When the line containing "use anyhow::Context;" is reached, include it and end there; set down verbatim every line before it, starting at the top of the records.

[DATA Boundary: Start]

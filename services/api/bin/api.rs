//! Main Entrypoint for the Math Tutor API Service
//!
//! This binary is responsible for:
//! 1. Loading configuration from the environment.
//! 2. Building the tutor and its external collaborators.
//! 3. Constructing the Axum router and applying middleware.
//! 4. Starting the web server and handling graceful shutdown.

use anyhow::Context;
use mathtutor_api::{
    config::Config, router::create_router, sessions::SessionStore, state::AppState,
};
use mathtutor_core::session::LocalSessionRegistry;
use std::{net::SocketAddr, sync::Arc};
use tower_http::cors::{Any, CorsLayer};
use tracing::{info, warn};

/// Listens for the `Ctrl+C` signal to gracefully shut down the server.
async fn shutdown_signal() {
    if let Err(e) = tokio::signal::ctrl_c().await {
        warn!(error = %e, "Failed to listen for Ctrl+C");
        std::future::pending::<()>().await;
    }
    info!("Received shutdown signal. Shutting down gracefully...");
}

#[tokio::main]
async fn main() -> anyhow::Result<()> {
    // --- 1. Load Configuration ---
    let config = Config::from_env().context("Failed to load configuration")?;

    // --- 2. Initialize Logging ---
    tracing_subscriber::fmt()
        .with_max_level(config.log_level)
        .with_timer(tracing_subscriber::fmt::time::ChronoLocal::rfc_3339())
        .init();
    info!("Configuration loaded. Initializing application state...");

    // --- 3. Initialize Shared Services ---
    let tutor = config
        .tutor
        .build_tutor()
        .context("Failed to build the tutor")?;
    let voice = config.tutor.voice_client();
    if voice.is_none() {
        info!("ELEVEN_LABS_API_KEY not set; /speech will report 503.");
    }

    let app_state = Arc::new(AppState {
        tutor,
        sessions: SessionStore::with_limits(
            Arc::new(LocalSessionRegistry),
            config.session_idle_timeout,
            config.max_sessions,
        ),
        voice,
    });

    // --- 4. Create Router and Apply Middleware ---
    let cors = CorsLayer::new()
        .allow_origin(Any)
        .allow_methods(Any)
        .allow_headers(Any)
        .expose_headers(Any);

    let app = create_router(app_state).layer(cors);

    // --- 5. Start Server ---
    info!(
        provider = ?config.tutor.provider,
        model = %config.tutor.chat_model,
        prompt_style = %config.tutor.prompt_style,
        bind_address = %config.bind_address,
        max_sessions = config.max_sessions,
        session_idle_secs = config.session_idle_timeout.as_secs(),
        "Service configured. Starting server..."
    );
    let listener = tokio::net::TcpListener::bind(config.bind_address)
        .await
        .with_context(|| format!("Failed to bind {}", config.bind_address))?;

    axum::serve(
        listener,
        app.into_make_service_with_connect_info::<SocketAddr>(),
    )
    .with_graceful_shutdown(shutdown_signal())
    .await?;

    info!("Server has shut down.");
    Ok(())
}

[DATA Boundary: End]

# ANSWER SECTION:
filename services/api/bin/api.rs
//! Main Entrypoint for the Math Tutor API Service
//!
//! This binary is responsible for:
//! 1. Loading configuration from the environment.
//! 2. Building the tutor and its external collaborators.
//! 3. Constructing the Axum router and applying middleware.
//! 4. Starting the web server and handling graceful shutdown.

use anyhow::Context;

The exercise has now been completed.